STORED DATA:
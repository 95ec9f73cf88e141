/// Database migrations
///
/// SQL files under `phonoplan-shared/migrations/` are embedded at compile
/// time with `sqlx::migrate!` and applied at server start.

use sqlx::{migrate::MigrateDatabase, postgres::PgPool, Postgres};
use tracing::{debug, info, warn};

/// Migration status
#[derive(Debug, Clone, PartialEq, Eq)]
pub struct MigrationStatus {
    pub applied_migrations: usize,

    /// Latest applied version (timestamp prefix of the file name)
    pub latest_version: Option<i64>,
}

/// Applies pending migrations
///
/// # Errors
///
/// Returns an error if a migration fails or was modified after being applied.
pub async fn run_migrations(pool: &PgPool) -> Result<(), sqlx::migrate::MigrateError> {
    info!("Starting database migrations");

    match sqlx::migrate!("./migrations").run(pool).await {
        Ok(()) => {
            info!("All database migrations completed successfully");
            Ok(())
        }
        Err(e) => {
            warn!("Migration failed: {}", e);
            Err(e)
        }
    }
}

/// Number of embedded migrations
pub fn embedded_migration_count() -> usize {
    sqlx::migrate!("./migrations").iter().count()
}

/// Reads `_sqlx_migrations`
pub async fn get_migration_status(pool: &PgPool) -> Result<MigrationStatus, sqlx::Error> {
    let table_exists: bool = sqlx::query_scalar(
        "SELECT EXISTS (
            SELECT FROM information_schema.tables
            WHERE table_schema = 'public'
            AND table_name = '_sqlx_migrations'
        )",
    )
    .fetch_one(pool)
    .await?;

    if !table_exists {
        debug!("Migrations table does not exist yet");
        return Ok(MigrationStatus {
            applied_migrations: 0,
            latest_version: None,
        });
    }

    let (count, latest_version): (i64, Option<i64>) = sqlx::query_as(
        "SELECT COUNT(*), MAX(version) FROM _sqlx_migrations WHERE success = true",
    )
    .fetch_one(pool)
    .await?;

    Ok(MigrationStatus {
        applied_migrations: count as usize,
        latest_version,
    })
}

/// Creates the database if it is missing (development and tests)
pub async fn ensure_database_exists(database_url: &str) -> Result<(), sqlx::Error> {
    if !Postgres::database_exists(database_url).await? {
        info!("Database does not exist, creating it");
        Postgres::create_database(database_url).await?;
    }

    Ok(())
}
/// Fixed-window request rate limiting
///
/// Requests are counted per `{policy.identifier}:{client_id}` key in fixed
/// windows. The first request of a window starts it (`count = 1`, expiry
/// `now + window`); later requests in the same window increment the count
/// until it reaches `max_requests`, after which requests are rejected until
/// the window expires. An expired window is replaced cleanly, never carried
/// over.
///
/// # Backends
///
/// - **Redis** (optional): one Lua script does GET / SET PX / PTTL / INCR, so
///   check-and-increment is atomic across API processes. Keys are
///   `ratelimit:{identifier}:{client_id}`.
/// - **Memory**: a map owned by the [`RateLimiter`]. Used when Redis is not
///   configured, and for any request where the Redis call fails (the failure
///   is logged at `warn` and never blocks the request).
///
/// # Policies
///
/// | policy | identifier | max | window |
/// |---|---|---|---|
/// | [`RateLimitPolicy::LOGIN`] | `auth/login` | 10 | 10 min |
/// | [`RateLimitPolicy::REGISTER`] | `auth/register` | 5 | 30 min |
/// | [`RateLimitPolicy::PLAN_GENERATION`] | `plans/generate` | 8 | 15 min |
///
/// # Example
///
/// ```
/// use phonoplan_shared::rate_limit::{RateLimiter, RateLimitPolicy, RateLimitOutcome};
///
/// # async fn example() {
/// let limiter = RateLimiter::memory_only();
/// let outcome = limiter.check("203.0.113.7", &RateLimitPolicy::LOGIN).await;
/// assert!(matches!(outcome, RateLimitOutcome::Allowed { remaining: 9, .. }));
/// # }
/// ```

use std::collections::HashMap;
use std::sync::Mutex;
use std::time::Duration;

use crate::redis::{RedisClient, RedisClientError};

/// Requests allowed per window when a policy does not say
pub const DEFAULT_MAX_REQUESTS: u32 = 5;

/// Window length when a policy does not say
pub const DEFAULT_WINDOW: Duration = Duration::from_secs(60);

const FIXED_WINDOW_SCRIPT: &str = r#"
local key = KEYS[1]
local window = tonumber(ARGV[1])
local max_requests = tonumber(ARGV[2])
local current = redis.call("GET", key)

if not current then
  redis.call("SET", key, 1, "PX", window)
  return {1, window, 0}
end

current = tonumber(current)
local ttl = redis.call("PTTL", key)

if current >= max_requests then
  return {current, ttl, 1}
end

current = redis.call("INCR", key)
ttl = redis.call("PTTL", key)
return {current, ttl, 0}
"#;

/// A named limit: at most `max_requests` per `window` per client
#[derive(Debug, Clone, Copy, PartialEq, Eq)]
pub struct RateLimitPolicy {
    /// Resource name, first half of the counter key
    pub identifier: &'static str,
    pub max_requests: u32,
    pub window: Duration,
}

impl RateLimitPolicy {
    /// Login attempts: 10 per 10 minutes
    pub const LOGIN: RateLimitPolicy = RateLimitPolicy {
        identifier: "auth/login",
        max_requests: 10,
        window: Duration::from_secs(10 * 60),
    };

    /// Account registration: 5 per 30 minutes
    pub const REGISTER: RateLimitPolicy = RateLimitPolicy {
        identifier: "auth/register",
        max_requests: 5,
        window: Duration::from_secs(30 * 60),
    };

    /// AI plan generation: 8 per 15 minutes
    pub const PLAN_GENERATION: RateLimitPolicy = RateLimitPolicy {
        identifier: "plans/generate",
        max_requests: 8,
        window: Duration::from_secs(15 * 60),
    };

    /// A policy with the default limit and window
    pub const fn new(identifier: &'static str) -> Self {
        Self {
            identifier,
            max_requests: DEFAULT_MAX_REQUESTS,
            window: DEFAULT_WINDOW,
        }
    }

    pub const fn with_max_requests(mut self, max_requests: u32) -> Self {
        self.max_requests = max_requests;
        self
    }

    pub const fn with_window(mut self, window: Duration) -> Self {
        self.window = window;
        self
    }

    /// Counter key for a client
    pub fn key_for(&self, client_id: &str) -> String {
        format!("{}:{}", self.identifier, client_id)
    }

    fn window_ms(&self) -> u64 {
        self.window.as_millis() as u64
    }
}

/// Result of counting one request
#[derive(Debug, Clone, Copy, PartialEq, Eq)]
pub enum RateLimitOutcome {
    /// Request may proceed
    Allowed {
        limit: u32,
        remaining: u32,
        /// Window end, unix seconds
        reset_at: u64,
    },

    /// Request must be refused with 429
    Rejected {
        /// Whole seconds until the window ends, at least 1
        retry_after_secs: u64,
        limit: u32,
        /// Window end, unix seconds
        reset_at: u64,
    },
}

impl RateLimitOutcome {
    pub fn is_allowed(&self) -> bool {
        matches!(self, RateLimitOutcome::Allowed { .. })
    }

    fn from_counts(count: u64, ttl_ms: u64, limited: bool, policy: &RateLimitPolicy, now_ms: u64) -> Self {
        let reset_at = (now_ms + ttl_ms).div_ceil(1000);

        if limited {
            RateLimitOutcome::Rejected {
                retry_after_secs: ttl_ms.div_ceil(1000).max(1),
                limit: policy.max_requests,
                reset_at,
            }
        } else {
            RateLimitOutcome::Allowed {
                limit: policy.max_requests,
                remaining: (policy.max_requests as u64).saturating_sub(count) as u32,
                reset_at,
            }
        }
    }
}

#[derive(Debug, Clone, Copy)]
struct WindowEntry {
    count: u64,
    expires_at_ms: u64,
}

/// Tracked keys above which expired windows are dropped before a new insert
pub const MEMORY_PRUNE_THRESHOLD: usize = 10_000;

/// In-process fixed-window counters
#[derive(Debug, Default)]
pub struct MemoryRateLimitStore {
    entries: Mutex<HashMap<String, WindowEntry>>,
}

impl MemoryRateLimitStore {
    pub fn new() -> Self {
        Self::default()
    }

    /// Counts one request for `key` at `now_ms` (unix milliseconds)
    pub fn hit(&self, key: &str, policy: &RateLimitPolicy, now_ms: u64) -> RateLimitOutcome {
        let mut entries = self.entries.lock().unwrap_or_else(|e| e.into_inner());

        match entries.get_mut(key) {
            Some(entry) if entry.expires_at_ms > now_ms => {
                let ttl_ms = entry.expires_at_ms - now_ms;

                if entry.count >= policy.max_requests as u64 {
                    return RateLimitOutcome::from_counts(entry.count, ttl_ms, true, policy, now_ms);
                }

                entry.count += 1;
                RateLimitOutcome::from_counts(entry.count, ttl_ms, false, policy, now_ms)
            }
            _ => {
                if entries.len() >= MEMORY_PRUNE_THRESHOLD {
                    entries.retain(|_, entry| entry.expires_at_ms > now_ms);
                }

                let entry = WindowEntry {
                    count: 1,
                    expires_at_ms: now_ms + policy.window_ms(),
                };
                entries.insert(key.to_string(), entry);
                RateLimitOutcome::from_counts(1, policy.window_ms(), false, policy, now_ms)
            }
        }
    }

    /// Number of tracked keys (expired windows linger until the next prune)
    pub fn len(&self) -> usize {
        self.entries.lock().unwrap_or_else(|e| e.into_inner()).len()
    }

    pub fn is_empty(&self) -> bool {
        self.len() == 0
    }

    /// Forgets every window
    pub fn reset(&self) {
        self.entries.lock().unwrap_or_else(|e| e.into_inner()).clear();
    }
}

/// Rate limiter with an optional Redis backend and an in-memory fallback
pub struct RateLimiter {
    memory: MemoryRateLimitStore,
    redis: Option<RedisClient>,
    script: redis::Script,
}

impl RateLimiter {
    pub fn new(redis: Option<RedisClient>) -> Self {
        Self {
            memory: MemoryRateLimitStore::new(),
            redis,
            script: redis::Script::new(FIXED_WINDOW_SCRIPT),
        }
    }

    /// A limiter that only counts in memory
    pub fn memory_only() -> Self {
        Self::new(None)
    }

    pub fn has_shared_backend(&self) -> bool {
        self.redis.is_some()
    }

    /// Counts one request from `client_id` against `policy`
    pub async fn check(&self, client_id: &str, policy: &RateLimitPolicy) -> RateLimitOutcome {
        let key = policy.key_for(client_id);

        if let Some(redis) = &self.redis {
            match self.check_redis(redis, &key, policy).await {
                Ok(outcome) => return outcome,
                Err(e) => {
                    tracing::warn!(error = %e, key = %key, "Redis rate limit failed, using in-memory fallback");
                }
            }
        }

        self.memory.hit(&key, policy, now_ms())
    }

    async fn check_redis(
        &self,
        redis: &RedisClient,
        key: &str,
        policy: &RateLimitPolicy,
    ) -> Result<RateLimitOutcome, RedisClientError> {
        let mut conn = redis.get_connection();
        let timeout = Duration::from_secs(redis.config().command_timeout_secs);

        let mut invocation = self.script.key(format!("ratelimit:{}", key));
        invocation.arg(policy.window_ms()).arg(policy.max_requests);

        let (count, ttl_ms, limited) =
            tokio::time::timeout(timeout, invocation.invoke_async::<_, (i64, i64, i64)>(&mut conn))
            .await
            .map_err(|_| RedisClientError::CommandError("rate limit script timed out".to_string()))??;

        let effective_ttl_ms = if ttl_ms > 0 { ttl_ms as u64 } else { policy.window_ms() };

        Ok(RateLimitOutcome::from_counts(
            count.max(0) as u64,
            effective_ttl_ms,
            limited == 1,
            policy,
            now_ms(),
        ))
    }

    /// Clears the in-memory windows
    pub fn reset(&self) {
        self.memory.reset();
    }

    pub fn memory_store(&self) -> &MemoryRateLimitStore {
        &self.memory
    }
}

fn now_ms() -> u64 {
    chrono::Utc::now().timestamp_millis().max(0) as u64
}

WHAT TO WORK ON:
Give back precisely the lines above that start at the line containing "match self.check_redis(redis, &key, policy).await" and end at the line containing "let (count, ttl_ms, limited)", inclusive. No other lines belong in the output.

TASK ANSWER:
            match self.check_redis(redis, &key, policy).await {
                Ok(outcome) => return outcome,
                Err(e) => {
                    tracing::warn!(error = %e, key = %key, "Redis rate limit failed, using in-memory fallback");
                }
            }
        }

        self.memory.hit(&key, policy, now_ms())
    }

    async fn check_redis(
        &self,
        redis: &RedisClient,
        key: &str,
        policy: &RateLimitPolicy,
    ) -> Result<RateLimitOutcome, RedisClientError> {
        let mut conn = redis.get_connection();
        let timeout = Duration::from_secs(redis.config().command_timeout_secs);

        let mut invocation = self.script.key(format!("ratelimit:{}", key));
        invocation.arg(policy.window_ms()).arg(policy.max_requests);

        let (count, ttl_ms, limited) =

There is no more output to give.